Título: Ricos podem ganhar mais poder com reforma no FMI
Autor: Rolf Kuntz
Fonte: O Estado de São Paulo, 15/09/2006, Economia, p. B6
O Brasil tentará evitar que as economias mais fortes ganhem mais poder em conseqüência da redistribuição de cotas e de votos no Fundo Monetário Internacional (FMI). A mudança poderá produzir esse efeito paradoxal, aumentando a influência dos Estados Unidos, da Alemanha e do Japão, dependendo da fórmula que for sacramentada. Impedir esse resultado será politicamente complicado porque a maioria dos pobres tenderá a seguir o voto dos mais poderosos.
O perigo, do ponto de vista brasileiro, é que o novo critério beneficie os países muito pobres, alguns emergentes, como China e México, e enfraqueça politicamente o Brasil e outros países de renda média.
¿Somos favoráveis ao aumento de participação de alguns emergentes, mas contrários a que isso se dê às expensas de outros emergentes¿, disse ontem o presidente do Banco Central, Henrique Meirelles, resumindo a posição dos técnicos brasileiros envolvidos no debate.

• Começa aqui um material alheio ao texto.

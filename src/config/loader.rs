// Configuration file loading and creation

use super::types::Config;
use std::fs;
use std::io;
use std::path::{Path, PathBuf};
use tracing::warn;

/// Environment variable that replaces `network.signaling_server`
pub const SIGNALING_SERVER_ENV: &str = "STEERLINK_SIGNALING_SERVER";

/// Get the path to the configuration file
pub fn get_config_path() -> PathBuf {
    let mut path = dirs::config_dir().unwrap_or_else(|| PathBuf::from("."));
    path.push("steerlink");

    // Create config directory if it doesn't exist
    fs::create_dir_all(&path).ok();

    path.push("config.toml");
    path
}

/// Load configuration from file, or create default if it doesn't exist.
/// The environment override is applied on top either way.
pub fn load_config() -> Result<Config, io::Error> {
    let config_path = get_config_path();

    let mut config = if config_path.exists() {
        let contents = fs::read_to_string(&config_path)?;
        parse_config(&contents)
    } else {
        create_default_config(&config_path)?;
        Config::default()
    };

    apply_env_override(&mut config, std::env::var(SIGNALING_SERVER_ENV).ok());
    Ok(config)
}

/// Parse config text; falls back to defaults on error
pub fn parse_config(contents: &str) -> Config {
    match toml::from_str(contents) {
        Ok(config) => config,
        Err(e) => {
            warn!("Failed to parse config file, using default configuration: {}", e);
            Config::default()
        }
    }
}

/// Replace the signaling server URL when the override is set and non-empty
pub fn apply_env_override(config: &mut Config, server: Option<String>) {
    if let Some(server) = server.filter(|s| !s.trim().is_empty()) {
        config.network.signaling_server = server.trim().to_string();
    }
}

/// Create a default configuration file with helpful comments
pub fn create_default_config(path: &Path) -> Result<(), io::Error> {
    let config = Config::default();
    let toml_string =
        toml::to_string_pretty(&config).map_err(|e| io::Error::new(io::ErrorKind::Other, e))?;

    let commented_toml = format!(
        "# Steerlink Configuration File\n\
         # Edit this file to customize connection and control behavior\n\
         #\n\
         # {} overrides network.signaling_server\n\
         #\n\
         # controls.send_policy: \"on_change\" or \"retransmit\"\n\
         # controls.wire_format: \"plain\" or \"envelope\"\n\
         #\n\
         # Key binding format: Use \"Up\", \"Down\", \"Left\", \"Right\", \"Space\", \"Esc\"\n\
         #                     or single characters like \"A\", \"D\", \"Q\", etc.\n\n\
         {}",
        SIGNALING_SERVER_ENV, toml_string
    );

    fs::write(path, commented_toml)?;
    println!("Created default config file at: {}", path.display());
    Ok(())
}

A preocupação com o desequilíbrio foi indicada, na terça-feira, no comunicado conjunto dos chefes de governo do Brasil, da Índia e da África do Sul, depois de uma reunião em Brasília. A referência aparece no parágrafo 32: ¿A reforma deve efetivamente reduzir o grave desequilíbrio entre a ampla maioria de poder de voto detida pelas economias avançadas e a participação insatisfatória dos países em desenvolvimento¿.
É praticamente certa a aprovação política, em nível ministerial, da proposta de redistribuição discutida no começo do mês pela diretoria executiva. A resolução apresentada pelo diretor-gerente, Rodrigo de Rato, foi aceita pela maioria dos diretores, com oposição de Brasil, Argentina, Índia e Egito.
Mas ainda há espaço para briga na segunda fase da mudança, embora o êxito seja improvável. Na primeira etapa, China, Coréia, México e Turquia vão ganhar mais cotas e votos, pelo critério atual. Na segunda, toda a distribuição será revista com base em nova fórmula.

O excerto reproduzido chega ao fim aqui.